A family limited liability company ("FLLC") can be used instead of a FLP in most states, including California. In certain case, a FLLC may provide advantages that a FLP can not.
The disadvantage of a FLP (or a FLLC) is that it is expensive to set up correctly. A top attorney must be hired to ensure that the multitude of FLP tax traps are avoided, and as mentioned above, expensive expert "discount" appraisers, who have a proven track record with the IRS, must be hired for the larger FLPs.
Irrevocable Life Insurance Trust ("ILIT")
The typical purpose for the use of an irrevocable life insurance Trust is to remove the cash value and death benefit value from the taxable estate of the insured person. If the insured has no control over the insurance policy, i.e. can not revoke, can not change beneficiaries, etc. the tax law will not include the death benefits in his estate for federal estate purposes at his death. An independent Trustee will manage the ILIT, pay the premiums, etc. It is possible for the insured to make contributions to the Trustee for inclusion into the ILIT. The Trustee may use these funds, plus growth on them, for payment of premiums on life insurance on the life of the insured. If the beneficiaries of the ILIT are given a limited right of withdrawal from the ILIT, typically in the form of a "Crummey Power" for a window period of 30 days or so, it is possible for the gifts to the Trust to fall within the $12,000 per beneficiary/per year exclusion from gift taxation.

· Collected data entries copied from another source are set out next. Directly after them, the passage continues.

//! Vendor quarantine container decoders.
//!
//! Each supported antivirus product stores detected files in its own container format. This
//! module holds one decoder per format behind the closed [`Vendor`] enum, the types a decode
//! call produces, and the [`Dispatcher`] that tries the decoders in turn.
//!
//! # Architecture
//!
//! Decoding is split in two steps:
//!
//! 1. [`Vendor::parse`] works on the container bytes alone. It checks the vendor signature
//!    first and returns `Ok(None)` on a mismatch; once the signature matched, every container
//!    field goes through the bounds-checked [`crate::Parser`] and the result is a fully
//!    decoded [`Recovered`] value held in memory.
//! 2. [`Vendor::attempt`] turns that into a [`DecodeOutcome`]: format errors become
//!    [`DecodeOutcome::Malformed`], and recovered payloads are written to the scratch directory
//!    through a [`ScratchWriter`].
//!
//! Nothing is written before parsing has finished, so a container rejected as malformed never
//! leaves files behind.
//!
//! # Key Components
//!
//! - [`Vendor`] - The supported formats and their decoders
//! - [`QuarantineInput`] - Description of one input
//! - [`DecodeOutcome`] / [`Extraction`] - Per-decoder and combined results
//! - [`Metadata`] - Flat metadata mapping
//! - [`Dispatcher`] - Tries every enabled decoder in priority order
//!
//! # Usage Examples
//!
//! ```rust
//! use dexray::{deobfuscation::Transform, Vendor};
//!
//! // A TrendMicro container is XOR-ed with 0xFF as a whole
//! let mut plain = b"VSBX".to_vec();
//! plain.extend_from_slice(&10u32.to_le_bytes()); // payload offset
//! plain.extend_from_slice(&0u16.to_le_bytes()); // no tags
//! plain.extend_from_slice(b"MZ");
//! let container = Transform::Xor(0xFF).decode(&plain);
//!
//! let recovered = Vendor::TrendMicro.parse(&container)?.expect("signature matches");
//! assert_eq!(recovered.payloads[0].data, b"MZ");
//! assert!(Vendor::AhnLab.parse(&container)?.is_none());
//! # Ok::<(), dexray::Error>(())
//! ```

pub mod ahnlab;
pub mod avast;
pub mod defender;
pub mod dispatcher;
pub mod mcafee;
pub mod trendmicro;

mod input;
mod metadata;
mod outcome;
mod writer;

pub use dispatcher::{decode_quarantine, Dispatcher};
pub use input::QuarantineInput;
pub use metadata::{MetaValue, Metadata};
pub use outcome::{DecodeOutcome, Diagnostic, ExtractedEntry, Extraction};
pub use writer::ScratchWriter;

pub(crate) use metadata::{file_name_of, metadata_key};

use serde::Serialize;
use strum::{EnumCount, EnumIter};

use crate::Result;

/// The supported quarantine formats, in the order the dispatcher tries them.
#[derive(
    Debug, Clone, Copy, PartialEq, Eq, Hash, EnumIter, EnumCount, strum::Display, Serialize,
)]
#[serde(rename_all = "lowercase")]
pub enum Vendor {
    /// AhnLab V3 quarantine (`.vir`)
    #[strum(to_string = "AhnLab")]
    AhnLab,
    /// Avast and AVG virus chest
    #[strum(to_string = "Avast/AVG")]
    AvastAvg,
    /// McAfee `.bup` backup files
    #[strum(to_string = "McAfee BUP")]
    McAfeeBup,
    /// Windows Defender `ResourceData` and `Entries` files
    #[strum(to_string = "Windows Defender")]
    Defender,
    /// TrendMicro VSBX quarantine
    #[strum(to_string = "TrendMicro")]
    TrendMicro,
}

impl Vendor {
    /// Short lowercase tag used in recovered file names.
    #[must_use]
    pub fn tag(self) -> &'static str {
        match self {
            Vendor::AhnLab => "ahnlab",
            Vendor::AvastAvg => "avastavg",
            Vendor::McAfeeBup => "mcafeebup",
            Vendor::Defender => "defender",
            Vendor::TrendMicro => "trendmicro",
        }
    }

    /// Map an upstream type tag such as `quarantine/mcafee` to a vendor.
    ///
    /// Returns `None` for empty or unknown hints.
    #[must_use]
    pub fn from_hint(hint: &str) -> Option<Vendor> {
        let hint = hint.trim().to_ascii_lowercase();
        let hint = hint.strip_prefix("quarantine/").unwrap_or(&hint);

        if hint.is_empty() {
            None
        } else if hint.contains("ahnlab") {
            Some(Vendor::AhnLab)
        } else if hint.contains("avast") || hint.contains("avg") {
            Some(Vendor::AvastAvg)
        } else if hint.contains("mcafee") {
            Some(Vendor::McAfeeBup)
        } else if hint.contains("defender") || hint.contains("microsoft") {
            Some(Vendor::Defender)
        } else if hint.contains("trend") {
            Some(Vendor::TrendMicro)
        } else {
            None
        }
    }

    /// Decode a container held in memory.
    ///
    /// Returns `Ok(None)` if the signature of this vendor's format does not match.
    ///
    /// # Errors
    /// Returns [`crate::Error::Malformed`] or [`crate::Error::OutOfBounds`] if the signature
    /// matched but the container structure is invalid.
    pub fn parse(self, data: &[u8]) -> Result<Option<Recovered>> {
        match self {
            Vendor::AhnLab => ahnlab::parse(data),
            Vendor::AvastAvg => avast::parse(data),
            Vendor::McAfeeBup => mcafee::parse(data),
            Vendor::Defender => defender::parse(data),
            Vendor::TrendMicro => trendmicro::parse(data),
        }
    }

    /// Decode the container `data` read from `input` and write its payloads to the scratch
    /// directory.
    ///
    /// # Errors
    /// Returns [`crate::Error::FileError`] if a payload cannot be written. Container problems
    /// are reported as [`DecodeOutcome::Malformed`] instead.
    pub fn attempt(self, input: &QuarantineInput, data: &[u8]) -> Result<DecodeOutcome> {
        let recovered = match self.parse(data) {
            Ok(Some(recovered)) => recovered,
            Ok(None) => {
                log::trace!("{}: no {self} signature", input.file_path.display());
                return Ok(DecodeOutcome::NoMatch);
            }
            Err(error) if error.is_format_error() => {
                log::debug!(
                    "{}: {self} container rejected: {error}",
                    input.file_path.display()
                );
                return Ok(DecodeOutcome::Malformed(error.to_string()));
            }
            Err(error) => return Err(error),
        };

        recovered.finish(input, self)
    }
}

/// A payload recovered from a container.
#[derive(Debug, Clone, PartialEq, Eq)]
pub struct Payload {
    /// The deobfuscated file content
    pub data: Vec<u8>,
    /// Original file name, if the container records one
    pub name: Option<String>,
}

impl Payload {
    pub(crate) fn new(data: Vec<u8>, name: Option<&str>) -> Self {
        Payload {
            data,
            name: name.map(str::to_string),
        }
    }
}

/// A fully decoded container, not yet written anywhere.
#[derive(Debug, Clone, Default, PartialEq, Eq)]
pub struct Recovered {
    /// Payloads in container order
    pub payloads: Vec<Payload>,
    /// Metadata recorded by the container
    pub metadata: Metadata,
}

impl Recovered {
    /// Write the payloads into the scratch directory of `input`.
    ///
    /// # Errors
    /// Returns [`crate::Error::FileError`] if writing fails; payloads already written for this
    /// container are removed again.
    pub fn finish(self, input: &QuarantineInput, vendor: Vendor) -> Result<DecodeOutcome> {
        let mut writer = ScratchWriter::new(&input.scratch_dir, &input.content_hash, vendor);
        let mut entries = Vec::with_capacity(self.payloads.len());

        for payload in &self.payloads {
            let stored_path = writer.write(&payload.data)?;
            entries.push(ExtractedEntry::new(
                stored_path,
                payload.name.as_deref(),
                vendor,
            ));
        }
        writer.commit();

        Ok(DecodeOutcome::Success {
            entries,
            metadata: self.metadata,
        })
    }
}

#[cfg(test)]
mod tests {
    use strum::IntoEnumIterator;

    use super::*;

    #[test]
    fn hints() {
        assert_eq!(Vendor::from_hint("quarantine/ahnlab"), Some(Vendor::AhnLab));
        assert_eq!(Vendor::from_hint("quarantine/avast"), Some(Vendor::AvastAvg));
        assert_eq!(Vendor::from_hint("AVG"), Some(Vendor::AvastAvg));
        assert_eq!(Vendor::from_hint("quarantine/mcafee"), Some(Vendor::McAfeeBup));
        assert_eq!(Vendor::from_hint("defender"), Some(Vendor::Defender));
        assert_eq!(Vendor::from_hint("Microsoft"), Some(Vendor::Defender));
        assert_eq!(Vendor::from_hint("trendmicro"), Some(Vendor::TrendMicro));
        assert_eq!(Vendor::from_hint("quarantine/"), None);
        assert_eq!(Vendor::from_hint("quarantine/kaspersky"), None);
    }

    #[test]
    fn tags_match_serialisation() {
        assert_eq!(Vendor::COUNT, 5);
        for vendor in Vendor::iter() {
            let json = serde_json::to_string(&vendor).unwrap();
            assert_eq!(json, format!("\"{}\"", vendor.tag()));
            assert_eq!(Vendor::from_hint(vendor.tag()), Some(vendor));
        }
    }

    #[test]
    fn no_vendor_matches_plain_data() {
        let data = b"This is not a quarantine container at all".repeat(20);
        for vendor in Vendor::iter() {
            assert!(vendor.parse(&data).unwrap().is_none(), "{vendor} matched");
        }
    }

    #[test]
    fn attempt_without_match_writes_nothing() {
        let dir = tempfile::tempdir().unwrap();
        let input = QuarantineInput::new("x", "abc", dir.path(), "");

        for vendor in Vendor::iter() {
            let outcome = vendor.attempt(&input, b"plain text").unwrap();
            assert_eq!(outcome, DecodeOutcome::NoMatch);
        }
        assert_eq!(std::fs::read_dir(dir.path()).unwrap().count(), 0);
    }
}
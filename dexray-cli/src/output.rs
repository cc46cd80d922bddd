use comfy_table::{presets, CellAlignment, ContentArrangement, Table};
use serde::Serialize;

use crate::app::GlobalOptions;

/// Print `data` as JSON (if `--json`) or call `display_fn` for human-readable output.
pub fn print_output<T: Serialize>(
    data: &T,
    opts: &GlobalOptions,
    display_fn: impl FnOnce(&T),
) -> anyhow::Result<()> {
    if opts.json {
        println!("{}", serde_json::to_string_pretty(data)?);
    } else {
        display_fn(data);
    }
    Ok(())
}

/// Column alignment for tabular output.
#[derive(Clone, Copy)]
pub enum Align {
    Left,
    Right,
}

/// Borderless table whose columns are sized to their widest entry.
pub struct TabWriter {
    table: Table,
    indent: String,
}

impl TabWriter {
    /// Create a table from `(header, alignment)` column definitions.
    pub fn new(columns: &[(&str, Align)]) -> Self {
        let mut table = Table::new();
        table
            .load_preset(presets::NOTHING)
            .set_content_arrangement(ContentArrangement::Dynamic)
            .set_header(columns.iter().map(|(name, _)| *name));

        // Two spaces between columns, none at the outer edges
        let last = columns.len().saturating_sub(1);
        for (i, (_, align)) in columns.iter().enumerate() {
            if let Some(col) = table.column_mut(i) {
                col.set_cell_alignment(match align {
                    Align::Left => CellAlignment::Left,
                    Align::Right => CellAlignment::Right,
                });
                col.set_padding((u16::from(i != 0), u16::from(i != last)));
            }
        }

        Self {
            table,
            indent: String::new(),
        }
    }

    /// Prefix every printed line with `prefix`.
    pub fn indent(mut self, prefix: &str) -> Self {
        self.indent = prefix.to_string();
        self
    }

    /// Add a row, values in column order.
    pub fn row(&mut self, values: Vec<String>) {
        self.table.add_row(values);
    }

    /// Print the table to stdout.
    pub fn print(&self) {
        for line in self.table.to_string().lines() {
            println!("{}{}", self.indent, line.trim_end());
        }
    }
}
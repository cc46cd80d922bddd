//! AhnLab V3 quarantine files.
//!
//! ```text
//! 0x00  "AhnLab Inc. 2006"            magic, 16 bytes
//! 0x58  u32 LE                        metadata length M
//! 0x5C  M bytes                       metadata, XOR-ed with KEY
//! 0x5C + M .. EOF                     payload, XOR-ed with KEY
//! ```
//!
//! The XOR key schedule restarts at the start of each region. The decoded metadata is a
//! sequence of NUL-terminated strings: the original path, then the detection name.

use crate::{
    deobfuscation::Transform,
    file::{io::read_le_at, parser::Parser},
    quarantine::{file_name_of, Metadata, Payload, Recovered},
    Result,
};

/// Container magic.
pub const MAGIC: &[u8; 16] = b"AhnLab Inc. 2006";

/// Repeating XOR key of both regions.
pub const KEY: &[u8; 16] = b"v3backup!@#$%^&)";

const METADATA_LENGTH_OFFSET: usize = 0x58;
const METADATA_OFFSET: usize = 0x5C;

/// Decode an AhnLab container.
///
/// # Errors
/// Returns [`crate::Error::Malformed`] if the header is truncated or the metadata length
/// exceeds the container.
pub fn parse(data: &[u8]) -> Result<Option<Recovered>> {
    if !data.starts_with(MAGIC) {
        return Ok(None);
    }

    if data.len() < METADATA_OFFSET {
        return Err(malformed_error!(
            "AhnLab header truncated at {} bytes",
            data.len()
        ));
    }

    let mut offset = METADATA_LENGTH_OFFSET;
    let metadata_len = read_le_at::<u32>(data, &mut offset)? as usize;

    let mut parser = Parser::new(data);
    parser.seek(METADATA_OFFSET)?;
    if metadata_len > parser.remaining() {
        return Err(malformed_error!(
            "AhnLab metadata length {} exceeds the {} bytes left",
            metadata_len,
            parser.remaining()
        ));
    }

    let transform = Transform::XorKey(KEY);
    let record = transform.decode(parser.read_bytes(metadata_len)?);
    let payload = transform.decode(parser.slice_remaining());

    let metadata = parse_record(&record)?;
    let name = metadata.get_str("originalName").map(str::to_string);

    Ok(Some(Recovered {
        payloads: vec![Payload::new(payload, name.as_deref())],
        metadata,
    }))
}

fn parse_record(record: &[u8]) -> Result<Metadata> {
    let mut metadata = Metadata::new();
    let mut parser = Parser::new(record);

    if parser.has_more_data() {
        let path = parser.read_cstring()?;
        metadata.insert_text("originalPath", &path);
        if let Some(name) = file_name_of(&path) {
            metadata.insert_text("originalName", name);
        }
    }

    if parser.has_more_data() {
        metadata.insert_text("detectionName", &parser.read_cstring()?);
    }

    Ok(metadata)
}
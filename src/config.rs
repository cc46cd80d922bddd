//! Decoder configuration
//!
//! This module provides the options the [`crate::Dispatcher`] runs with: which vendor decoders
//! are enabled, in which order they are tried, and whether the caller's format hint may move
//! a decoder to the front.

use strum::IntoEnumIterator;

use crate::quarantine::Vendor;

/// Configuration for a [`crate::Dispatcher`]
///
/// Exactly one decoder's result is used per input, so the order only matters for inputs that
/// more than one enabled decoder would accept. The hint never changes the result for
/// well-formed containers, only how quickly the right decoder is reached.
#[derive(Debug, Clone, PartialEq, Eq)]
pub struct DecoderConfig {
    /// Try the vendor named by the input's format hint before the others
    pub honor_hint: bool,

    /// Enabled decoders, in the order they are tried
    pub vendors: Vec<Vendor>,
}

impl Default for DecoderConfig {
    fn default() -> Self {
        Self {
            honor_hint: true,
            vendors: Vendor::iter().collect(),
        }
    }
}

impl DecoderConfig {
    /// Creates a configuration that ignores the format hint
    ///
    /// All decoders run in the fixed order regardless of what the caller believes the input
    /// to be. Useful when the upstream type tag is known to be unreliable.
    #[must_use]
    pub fn exhaustive() -> Self {
        Self {
            honor_hint: false,
            ..Self::default()
        }
    }

    /// Restricts the enabled decoders to `vendors`, in the given order
    ///
    /// Duplicates are dropped.
    #[must_use]
    pub fn with_vendors(mut self, vendors: &[Vendor]) -> Self {
        self.vendors.clear();
        for vendor in vendors {
            if !self.vendors.contains(vendor) {
                self.vendors.push(*vendor);
            }
        }
        self
    }

    /// Order in which the decoders run for an input with the given vendor hint
    #[must_use]
    pub fn order(&self, hint: &str) -> Vec<Vendor> {
        let mut order = self.vendors.clone();

        if self.honor_hint {
            if let Some(hinted) = Vendor::from_hint(hint) {
                if let Some(position) = order.iter().position(|vendor| *vendor == hinted) {
                    let vendor = order.remove(position);
                    order.insert(0, vendor);
                }
            }
        }

        order
    }
}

The greatest benefit associated with the ILIT is when the ultimate beneficiaries are grandchildren (and other descendants below the grandchild generation) of the insured person. At the time each funding contribution is made to the ILIT, the insured person will allocate a portion of his generation-skipping transfer ("GST") tax exemption (which is currently $2,000,000) to the cash gift on a timely gift tax return. Over twenty years, the insured person can make gifts totaling $240,000 per beneficiary, a cash pot completely covered by his GST tax exemption. Assume gifts are made to only one grandchild. Assume the life insurance policy is for $3,000,000. At the insured person's death, the estate (life insurance death benefits) generated by $240,000 of premiums will be $3,000,000, all of which will be GSTT exempt. Bottom line: the $3,000,000 will pass free of both estate tax and GST tax to the grandchild, or to a Trust for a child, with remainder to grandchild, or perhaps to a Dynasty Trust arrangement where grandchild, great-grandchild, and further descendants will enjoy the benefits of the non-taxed estate.
A Dynasty Trust is a multiple generation-skipping transfer (GST) Trust designed to optimize the exclusion from the GST tax. A Dynasty Trust is used to transfer assets to multiple generations with transfer tax being paid only at the initial transfer to the Trust, thus avoiding both estate and GST tax at the transfer of assets at each subsequent generation.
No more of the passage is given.